The world of business personalisation is based on incredibly sophisticated algorithms that can assess data sets and provide detailed profiling around a customer’s tastes and behaviour.
These algorithms look for patterns to make highly developed guesses about the kind of people we are, our tastes, lifestyle and possible aspirational purchases. These repeating patterns enable marketers to spot you as a potential customer and to tailor their messaging accordingly.
The thing is, although we see ourselves as unique, the similarities between us are given priority over the differences. That is just a consequence of the way the technology works. But why is this?
Think back to your childhood and gazing intently at two pictures that were seemingly identical but you were told had eight differences to find. The first five were always pretty easy to spot but searching for the last three could make you go cross-eyed.
Looking for the differences was always something to get your teeth into. Would it have been as much fun if the exercise was to find the similarities? Surely the differences are more important, because by focusing on these you are more likely to find what really interests your customers and offer something that they will genuinely value.

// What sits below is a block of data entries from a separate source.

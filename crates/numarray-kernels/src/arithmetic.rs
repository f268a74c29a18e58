//! Elementwise arithmetic kernels
//!
//! `plus`, `minus`, `times` and `rdivide` share one structural policy:
//!
//! | Left \ Right | Scalar | Dense | Sparse |
//! |--------------|--------|-------|--------|
//! | **Scalar** | scalar | dense | dense (`times`: sparse) |
//! | **Dense** | dense | dense | dense (`times`: sparse) |
//! | **Sparse** | dense (`times`/`rdivide`: sparse) | dense (`times`/`rdivide`: sparse) | sparse |
//!
//! - Any 1×1 operand broadcasts over the other operand's shape; otherwise the
//!   shapes must be identical.
//! - `plus`/`minus` on two sparse operands store the union of both patterns;
//!   `times` stores their intersection.
//! - Sparse results that keep one operand's pattern compute only its stored
//!   entries. For `rdivide` this means `0/0` and `x/0` at unstored coordinates
//!   are never evaluated and stay absent.
//! - A 1×1 sparse operand facing a dense matrix broadcasts into a dense
//!   result.

use crate::kernel::{typed_operand, Kernel};
use crate::operation::Operation;
use num_complex::Complex64;
use numarray_core::{
    DenseMatrix, Domain, Element, Error, ExecutionContext, Matrix, MatrixRef, NumericArray,
    Result, Shape, SparseMatrix, Structure,
};
use serde::{Deserialize, Serialize};
use std::borrow::Cow;
use std::cmp::Ordering;

/// Elementwise binary operator
#[derive(Clone, Copy, Debug, PartialEq, Eq, Hash, Serialize, Deserialize)]
#[serde(rename_all = "lowercase")]
pub enum BinaryOp {
    Plus,
    Minus,
    Times,
    Rdivide,
}

impl BinaryOp {
    pub const ALL: [BinaryOp; 4] = [
        BinaryOp::Plus,
        BinaryOp::Minus,
        BinaryOp::Times,
        BinaryOp::Rdivide,
    ];

    pub const fn name(self) -> &'static str {
        match self {
            BinaryOp::Plus => "plus",
            BinaryOp::Minus => "minus",
            BinaryOp::Times => "times",
            BinaryOp::Rdivide => "rdivide",
        }
    }

    #[inline]
    pub fn apply<T: Element>(self, a: T, b: T) -> T {
        match self {
            BinaryOp::Plus => a + b,
            BinaryOp::Minus => a - b,
            BinaryOp::Times => a * b,
            BinaryOp::Rdivide => a / b,
        }
    }
}

/// Kernel for one arithmetic operator in one domain
#[derive(Clone, Copy, Debug)]
pub struct ElementwiseKernel {
    op: BinaryOp,
    domain: Domain,
}

impl ElementwiseKernel {
    pub fn new(op: BinaryOp, domain: Domain) -> Self {
        Self { op, domain }
    }

    pub fn op(&self) -> BinaryOp {
        self.op
    }

    fn eval_in<T: Element>(
        &self,
        ctx: &ExecutionContext,
        operands: &[&NumericArray],
    ) -> Result<NumericArray> {
        let operation = self.operation();
        let left = typed_operand::<T>(operation, operands, 0)?;
        let right = typed_operand::<T>(operation, operands, 1)?;
        tracing::trace!(
            op = self.op.name(),
            left = %left.shape(),
            right = %right.shape(),
            "elementwise"
        );
        elementwise(ctx, self.op, left, right).map(T::wrap)
    }
}

impl Kernel for ElementwiseKernel {
    fn operation(&self) -> Operation {
        self.op.into()
    }

    fn eval(&self, ctx: &ExecutionContext, operands: &[&NumericArray]) -> Result<NumericArray> {
        match self.domain {
            Domain::Real => self.eval_in::<f64>(ctx, operands),
            Domain::Complex => self.eval_in::<Complex64>(ctx, operands),
        }
    }
}

/// Apply `op` elementwise to two operands of the same domain
///
/// # Errors
/// `DimensionMismatch` if neither operand is 1×1 and the shapes differ.
pub fn elementwise<T: Element>(
    ctx: &ExecutionContext,
    op: BinaryOp,
    left: MatrixRef<'_, T>,
    right: MatrixRef<'_, T>,
) -> Result<Matrix<T>> {
    match (left, right) {
        (MatrixRef::Scalar(a), MatrixRef::Scalar(b)) => Ok(Matrix::Scalar(op.apply(a, b))),
        (MatrixRef::Sparse(a), MatrixRef::Sparse(b)) => sparse_sparse(ctx, op, a, b),
        (MatrixRef::Sparse(s), other) => match op {
            BinaryOp::Times | BinaryOp::Rdivide => keep_pattern(ctx, op, s, other, Side::Left),
            BinaryOp::Plus | BinaryOp::Minus => {
                dense_result(ctx, op, left, right).map(Matrix::Dense)
            }
        },
        (other, MatrixRef::Sparse(s)) => match op {
            BinaryOp::Times => keep_pattern(ctx, op, s, other, Side::Right),
            _ => dense_result(ctx, op, left, right).map(Matrix::Dense),
        },
        _ => dense_result(ctx, op, left, right).map(Matrix::Dense),
    }
}

/// Which side of the operator the sparse operand sits on
#[derive(Clone, Copy, Debug, PartialEq, Eq)]
enum Side {
    Left,
    Right,
}

/// Result shape after broadcasting a 1×1 operand
fn broadcast_shape(op: BinaryOp, left: Shape, right: Shape) -> Result<Shape> {
    if left == right {
        Ok(left)
    } else if left.is_single() {
        Ok(right)
    } else if right.is_single() {
        Ok(left)
    } else {
        Err(Error::dimension_mismatch(op.name(), left, right))
    }
}

/// Operand of a computation evaluated at every coordinate
enum DenseOperand<'a, T: Element> {
    Broadcast(T),
    Full(Cow<'a, DenseMatrix<T>>),
}

impl<'a, T: Element> DenseOperand<'a, T> {
    /// `shape` is the result shape; any other shape must be 1×1
    fn new(matrix: MatrixRef<'a, T>, shape: Shape) -> Result<Self> {
        if matrix.shape() != shape {
            if let Some(v) = matrix.single_value() {
                return Ok(Self::Broadcast(v));
            }
        }
        Ok(match matrix {
            MatrixRef::Scalar(v) => Self::Broadcast(v),
            MatrixRef::Dense(d) => Self::Full(Cow::Borrowed(d)),
            MatrixRef::Sparse(s) => Self::Full(Cow::Owned(s.to_dense()?)),
        })
    }

    #[inline]
    fn at(&self, row: usize, col: usize) -> T {
        match self {
            Self::Broadcast(v) => *v,
            Self::Full(d) => d.data()[col * d.rows() + row],
        }
    }
}

fn dense_result<T: Element>(
    ctx: &ExecutionContext,
    op: BinaryOp,
    left: MatrixRef<'_, T>,
    right: MatrixRef<'_, T>,
) -> Result<DenseMatrix<T>> {
    let shape = broadcast_shape(op, left.shape(), right.shape())?;
    let work = shape.element_count(op.name())?;
    let lhs = DenseOperand::new(left, shape)?;
    let rhs = DenseOperand::new(right, shape)?;
    let columns = ctx.execute_batch(shape.cols, work, |c| {
        (0..shape.rows)
            .map(|r| op.apply(lhs.at(r, c), rhs.at(r, c)))
            .collect::<Vec<T>>()
    });
    DenseMatrix::new(columns.concat(), shape.rows, shape.cols)
}

/// Sparse result carrying `s`'s pattern, with a scalar or dense partner
///
/// A 1×1 sparse operand facing a matrix broadcasts into a dense result
/// instead.
fn keep_pattern<T: Element>(
    ctx: &ExecutionContext,
    op: BinaryOp,
    s: &SparseMatrix<T>,
    other: MatrixRef<'_, T>,
    side: Side,
) -> Result<Matrix<T>> {
    let (sparse_shape, other_shape) = (s.shape(), other.shape());
    if other.structure() != Structure::Scalar && sparse_shape.is_single() {
        let result = match side {
            Side::Left => dense_result(ctx, op, MatrixRef::Sparse(s), other)?,
            Side::Right => dense_result(ctx, op, other, MatrixRef::Sparse(s))?,
        };
        return Ok(Matrix::Dense(result));
    }
    if sparse_shape != other_shape && !other_shape.is_single() {
        return Err(match side {
            Side::Left => Error::dimension_mismatch(op.name(), sparse_shape, other_shape),
            Side::Right => Error::dimension_mismatch(op.name(), other_shape, sparse_shape),
        });
    }
    let partner = DenseOperand::new(other, sparse_shape)?;
    let result = match side {
        Side::Left => map_pattern(ctx, s, |r, c, v| op.apply(v, partner.at(r, c)))?,
        Side::Right => map_pattern(ctx, s, |r, c, v| op.apply(partner.at(r, c), v))?,
    };
    Ok(Matrix::Sparse(result))
}

fn sparse_sparse<T: Element>(
    ctx: &ExecutionContext,
    op: BinaryOp,
    a: &SparseMatrix<T>,
    b: &SparseMatrix<T>,
) -> Result<Matrix<T>> {
    let (left, right) = (a.shape(), b.shape());
    if left == right {
        let result = match op {
            BinaryOp::Plus | BinaryOp::Minus => merge_patterns(ctx, op, Pattern::Union, a, b)?,
            BinaryOp::Times => merge_patterns(ctx, op, Pattern::Intersection, a, b)?,
            BinaryOp::Rdivide => map_pattern(ctx, a, |r, c, v| op.apply(v, b.get(r, c)))?,
        };
        return Ok(Matrix::Sparse(result));
    }

    broadcast_shape(op, left, right)?;
    let result = match op {
        BinaryOp::Times if left.is_single() => {
            let k = a.get(0, 0);
            map_pattern(ctx, b, |_, _, v| op.apply(k, v))?
        }
        BinaryOp::Times | BinaryOp::Rdivide if right.is_single() => {
            let k = b.get(0, 0);
            map_pattern(ctx, a, |_, _, v| op.apply(v, k))?
        }
        _ => {
            let dense = dense_result(ctx, op, MatrixRef::Sparse(a), MatrixRef::Sparse(b))?;
            return Ok(Matrix::Dense(dense));
        }
    };
    Ok(Matrix::Sparse(result))
}

/// Apply `f(row, col, stored)` to every stored value, keeping the pattern
fn map_pattern<T: Element>(
    ctx: &ExecutionContext,
    s: &SparseMatrix<T>,
    f: impl Fn(usize, usize, T) -> T + Sync + Send,
) -> Result<SparseMatrix<T>> {
    let columns = ctx.execute_batch(s.cols(), s.nnz(), |c| {
        let (rows, values) = s.column(c);
        rows.iter()
            .zip(values)
            .map(|(&r, &v)| f(r, c, v))
            .collect::<Vec<T>>()
    });
    s.with_values(columns.concat())
}

#[derive(Clone, Copy, Debug, PartialEq, Eq)]
enum Pattern {
    Union,
    Intersection,
}

fn merge_patterns<T: Element>(
    ctx: &ExecutionContext,
    op: BinaryOp,
    pattern: Pattern,
    a: &SparseMatrix<T>,
    b: &SparseMatrix<T>,
) -> Result<SparseMatrix<T>> {
    let columns = ctx.execute_batch(a.cols(), a.nnz() + b.nnz(), |c| {
        merge_column(op, pattern, a.column(c), b.column(c))
    });

    let mut col_ptr = Vec::with_capacity(a.cols() + 1);
    let mut row_idx = Vec::new();
    let mut data = Vec::new();
    col_ptr.push(0);
    for (rows, values) in columns {
        row_idx.extend(rows);
        data.extend(values);
        col_ptr.push(row_idx.len());
    }
    SparseMatrix::new(col_ptr, row_idx, data, a.rows(), a.cols())
}

/// Two-pointer merge of one column of each operand
fn merge_column<T: Element>(
    op: BinaryOp,
    pattern: Pattern,
    (a_rows, a_values): (&[usize], &[T]),
    (b_rows, b_values): (&[usize], &[T]),
) -> (Vec<usize>, Vec<T>) {
    let union = pattern == Pattern::Union;
    let capacity = if union {
        a_rows.len() + b_rows.len()
    } else {
        a_rows.len().min(b_rows.len())
    };
    let mut rows = Vec::with_capacity(capacity);
    let mut values = Vec::with_capacity(capacity);

    let (mut i, mut j) = (0, 0);
    while i < a_rows.len() && j < b_rows.len() {
        match a_rows[i].cmp(&b_rows[j]) {
            Ordering::Less => {
                if union {
                    rows.push(a_rows[i]);
                    values.push(op.apply(a_values[i], T::zero()));
                }
                i += 1;
            }
            Ordering::Greater => {
                if union {
                    rows.push(b_rows[j]);
                    values.push(op.apply(T::zero(), b_values[j]));
                }
                j += 1;
            }
            Ordering::Equal => {
                rows.push(a_rows[i]);
                values.push(op.apply(a_values[i], b_values[j]));
                i += 1;
                j += 1;
            }
        }
    }
    if union {
        for k in i..a_rows.len() {
            rows.push(a_rows[k]);
            values.push(op.apply(a_values[k], T::zero()));
        }
        for k in j..b_rows.len() {
            rows.push(b_rows[k]);
            values.push(op.apply(T::zero(), b_values[k]));
        }
    }
    (rows, values)
}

In live events, the main objective is usually to communicate a strategic message that will leave your audience inspired to go and do something differently. In looking at how we construct a session, it is the differences between delegates that should be the starting point in crafting the way messages are scripted and then brought to life. It’s not an easy process (but then neither was spotting those last three differences) but it does lead to more authentic and emotionally-moving sessions that will inspire action.
As an industry, let’s try and move beyond the standard approach of personalisation strategies. Let’s try and find new ways to celebrate the differences between delegates. Let’s spot these personal nuances to drive creativity and fresh thinking around what we say, think and do at an event.
This post was originally written for the January 2017 issue of Stand Out Magazine.